Qwen2-1.5B-Instruct重复回答的问题

bestzy6 commented 2 months ago

我测试Qwen2-1.5B-Instruct时遇到了重复回答的问题，这属于Bug吗？模型是在modelscope上下载的，没有调整配置参数。

以下是prompt。“XXX”为匿名处理

{ "model": "Qwen2-1.5B-Instruct", "messages": [ { "role": "system", "content": "Please write a passage to answer the question. Try to include as many key details as possible. Write by Chinese!" }, { "role": "user", "content": "context: XXX \n\n Passage:" } ], "stream": false, "max_tokens": 1024, "temperature": 0.4 }

模型一直重复最后一句话无法停止，直到达到max_token。结果如下：

XXX，一家中国知名的汽车制造商，已在中国和全球范围内推出了一系列电动汽车。XXX的电动汽车以其高效、环保和经济性而闻名。XXX的电动汽车使用锂电池，这些电池具有长寿命和低维护需求，因此它们能够为消费者提供更长的使用寿命。XXX的电动汽车还配备了先进的自动驾驶技术，如自动泊车和自适应巡航控制，以提高驾驶安全性。此外，XXX的电动汽车还配备了先进的安全系统，如紧急制动、自动紧急转向和自动紧急制动，以确保驾驶安全性。XXX的电动汽车还配备了先进的充电技术，如快速充电和无线充电，以确保驾驶者的便利性。
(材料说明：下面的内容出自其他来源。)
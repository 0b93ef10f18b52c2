//! Error type shared across the crate.
//!
//! Every fallible operation returns [`CacheError`]. The enum is `Clone` so a
//! single load result can be handed to every coalesced waiter, and loader
//! errors can cross the HTTP boundary as plain strings.

use thiserror::Error;

/// Errors surfaced by groups, loaders and the peer transport.
///
/// Loader errors ([`CacheError::NotFound`], [`CacheError::Backend`]) propagate
/// out of [`Group::get`](crate::Group::get) unchanged. Peer errors
/// ([`CacheError::PeerFetch`]) are logged and downgraded to a local load; they
/// only reach the caller when they are all the caller's own transport has.
#[derive(Debug, Clone, PartialEq, Eq, Error)]
pub enum CacheError {
    /// An empty key was passed to [`Group::get`](crate::Group::get).
    #[error("key must not be empty")]
    EmptyKey,

    /// The loader reports that the key does not exist in the backend.
    ///
    /// Not-found results are never cached.
    #[error("key {0:?} not found")]
    NotFound(String),

    /// A peer fetch failed: transport error or non-2xx response.
    #[error("peer fetch failed: {0}")]
    PeerFetch(String),

    /// The loader failed for a reason other than a missing key.
    #[error("backend load failed: {0}")]
    Backend(String),
}

#[cfg(test)]
mod tests {
    use super::*;

    #[test]
    fn display_includes_key() {
        let err = CacheError::NotFound("color".to_owned());
        assert_eq!(err.to_string(), "key \"color\" not found");
    }

    #[test]
    fn errors_are_cloneable() {
        let err = CacheError::PeerFetch("connection refused".to_owned());
        assert_eq!(err.clone(), err);
    }
}
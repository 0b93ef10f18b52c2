use criterion::{black_box, criterion_group, criterion_main, Criterion};
use peercache_rs::{BloomFilter, ByteView, HashRing, LruStore, SingleFlight};

fn make_store(max_bytes: usize) -> LruStore<ByteView> {
    LruStore::new(max_bytes, None)
}

fn make_ring(nodes: usize) -> HashRing {
    let mut ring = HashRing::default();
    ring.add((0..nodes).map(|i| format!("http://10.0.0.{i}:7001")));
    ring
}

pub fn criterion_benchmark(c: &mut Criterion) {
    const STORE_BUDGET: usize = 1 << 20;

    {
        let mut group = c.benchmark_group("LRU Store");

        group.bench_function("add", |b| {
            let mut store = make_store(STORE_BUDGET);
            let mut i = 0u64;
            b.iter(|| {
                store.add(format!("key-{}", i % 10_000), ByteView::from("payload-bytes"));
                i += 1;
            });
        });

        group.bench_function("get hit", |b| {
            let mut store = make_store(STORE_BUDGET);
            for i in 0..1_000 {
                store.add(format!("key-{i}"), ByteView::from("payload-bytes"));
            }
            let mut i = 0u64;
            b.iter(|| {
                black_box(store.get(&format!("key-{}", i % 1_000)));
                i += 1;
            });
        });

        group.finish();
    }

    {
        let mut group = c.benchmark_group("Hash Ring");
        let ring = make_ring(8);

        group.bench_function("get", |b| {
            let mut i = 0u64;
            b.iter(|| {
                black_box(ring.get(&format!("key-{i}")));
                i += 1;
            });
        });

        group.finish();
    }

    {
        let mut group = c.benchmark_group("Bloom Filter");

        group.bench_function("put", |b| {
            let mut filter = BloomFilter::new(16 << 20, 5);
            let mut i = 0u64;
            b.iter(|| {
                filter.put(format!("r{i}"));
                i += 1;
            });
        });

        group.bench_function("has", |b| {
            let mut filter = BloomFilter::new(16 << 20, 5);
            for i in 0..10_000 {
                filter.put(format!("r{i}"));
            }
            let mut i = 0u64;
            b.iter(|| {
                black_box(filter.has(format!("r{}", i % 20_000)));
                i += 1;
            });
        });

        group.finish();
    }

    {
        let mut group = c.benchmark_group("Single Flight");
        let flight: SingleFlight<ByteView> = SingleFlight::new();

        group.bench_function("uncontended run", |b| {
            b.iter(|| {
                black_box(flight.run("key", || Ok(ByteView::from("value")))).ok();
            });
        });

        group.finish();
    }
}

criterion_group!(benches, criterion_benchmark);
criterion_main!(benches);
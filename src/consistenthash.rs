//! Consistent hashing with virtual replicas.
//!
//! Maps keys to node names on a hash ring. Each node occupies
//! [`DEFAULT_REPLICAS`] positions (virtual nodes) so the keyspace spreads
//! evenly even with a handful of physical nodes, and adding a node only
//! remaps the keys whose nearest position changed.
//!
//! A key belongs to the first virtual node clockwise from its own hash;
//! searching past the largest position wraps to the smallest, closing the
//! ring.

use core::fmt;

#[cfg(feature = "hashbrown")]
use hashbrown::HashMap;

#[cfg(not(feature = "hashbrown"))]
use std::collections::HashMap;

/// Virtual replicas per node when none are specified.
///
/// Fifty positions per node keep the spread between the most and least
/// loaded node small without noticeably growing the ring.
pub const DEFAULT_REPLICAS: usize = 50;

/// Hash function mapping bytes onto the 32-bit ring.
pub type HashFn = Box<dyn Fn(&[u8]) -> u32 + Send + Sync>;

/// A consistent-hash ring of named nodes.
///
/// # Example
///
/// ```
/// use peercache_rs::HashRing;
///
/// let mut ring = HashRing::default();
/// ring.add(["node-a", "node-b", "node-c"]);
///
/// let owner = ring.get("some-key").unwrap();
/// assert!(["node-a", "node-b", "node-c"].contains(&owner));
///
/// // Stable: the same key maps to the same node.
/// assert_eq!(ring.get("some-key"), Some(owner));
/// ```
pub struct HashRing {
    hash: HashFn,
    replicas: usize,
    /// Sorted virtual-node positions.
    keys: Vec<u32>,
    /// Position → node name. Duplicate positions collapse here, last write
    /// wins.
    nodes: HashMap<u32, String>,
}

impl HashRing {
    /// Creates a ring using CRC-32 with `replicas` virtual nodes per name.
    pub fn new(replicas: usize) -> Self {
        Self::with_hash(replicas, Box::new(|data| crc32fast::hash(data)))
    }

    /// Creates a ring with a custom hash function.
    pub fn with_hash(replicas: usize, hash: HashFn) -> Self {
        HashRing {
            hash,
            replicas,
            keys: Vec::new(),
            nodes: HashMap::new(),
        }
    }

    /// Number of virtual-node positions on the ring.
    pub fn len(&self) -> usize {
        self.keys.len()
    }

    /// Returns `true` if no nodes have been added.
    pub fn is_empty(&self) -> bool {
        self.keys.is_empty()
    }

    /// Adds nodes to the ring.
    ///
    /// Each name is hashed at `replicas` positions formed from the decimal
    /// replica index prepended to the name. The position vector is re-sorted
    /// once after all insertions.
    pub fn add<I, S>(&mut self, names: I)
    where
        I: IntoIterator<Item = S>,
        S: Into<String>,
    {
        for name in names {
            let name = name.into();
            for i in 0..self.replicas {
                let virtual_name = format!("{i}{name}");
                let position = (self.hash)(virtual_name.as_bytes());
                self.keys.push(position);
                self.nodes.insert(position, name.clone());
            }
        }
        self.keys.sort_unstable();
    }

    /// Returns the node owning `key`, or `None` for an empty ring.
    pub fn get(&self, key: &str) -> Option<&str> {
        if self.keys.is_empty() {
            return None;
        }

        let hash = (self.hash)(key.as_bytes());

        // First position at or clockwise of the key's hash; wrap past the
        // end to close the ring.
        let idx = self.keys.partition_point(|&position| position < hash);
        let idx = if idx == self.keys.len() { 0 } else { idx };

        self.nodes.get(&self.keys[idx]).map(String::as_str)
    }
}

impl Default for HashRing {
    fn default() -> Self {
        HashRing::new(DEFAULT_REPLICAS)
    }
}

impl fmt::Debug for HashRing {
    fn fmt(&self, f: &mut fmt::Formatter<'_>) -> fmt::Result {
        f.debug_struct("HashRing")
            .field("replicas", &self.replicas)
            .field("positions", &self.keys.len())
            .finish()
    }
}
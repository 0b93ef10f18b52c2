//! Peer capability traits.
//!
//! The cache core never speaks a wire protocol itself. Peer awareness enters
//! through two one-method traits: a [`NodePicker`] decides which node owns a
//! key, and a [`NodeClient`] fetches a value from that node. The bundled
//! HTTP binding implements both; tests substitute stubs.

use std::sync::Arc;

use crate::error::CacheError;

/// Fetches a value for a `(group, key)` pair from one remote node.
pub trait NodeClient: Send + Sync {
    /// Requests the value of `key` in `group` from the remote node.
    ///
    /// Any transport failure or non-success response surfaces as
    /// [`CacheError::PeerFetch`].
    fn get(&self, group: &str, key: &str) -> Result<Vec<u8>, CacheError>;
}

/// Chooses the node responsible for a key.
pub trait NodePicker: Send + Sync {
    /// Returns a client for the node owning `key`, or `None` when no peer
    /// should be consulted.
    ///
    /// Implementations must return `None` when the chosen node is the local
    /// node itself; a node fetching from itself over the transport would
    /// re-enter its own load path.
    fn pick_node(&self, key: &str) -> Option<Arc<dyn NodeClient>>;
}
XXX的电动汽车还配备了先进的电池管理系统，以确保电池的稳定性和安全性。XXX的电动汽车还配备了先进的电池管理系统，以确保电池的稳定性和安全性。XXX的电动汽车还配备了先进的电池管理系统，以确保电池的稳定性和安全性。XXX的电动汽车还配备了先进的电池管理系统，以确保电池的稳定性和安全性。XXX的电动汽车还配备了先进的电池管理系统，以确保电池的稳定性和安全性。XXX的电动汽车还配备了先进的电池管理系统，以确保电池的稳定性和安全性。.........

jklj077 commented 2 months ago

Hi,

I am unable to reproduce this with the given input. Could you share a full input for us to reproduce the issue?

bestzy6 commented 2 months ago

Hi,

I am unable to reproduce this with the given input. Could you share a full input for us to reproduce the issue?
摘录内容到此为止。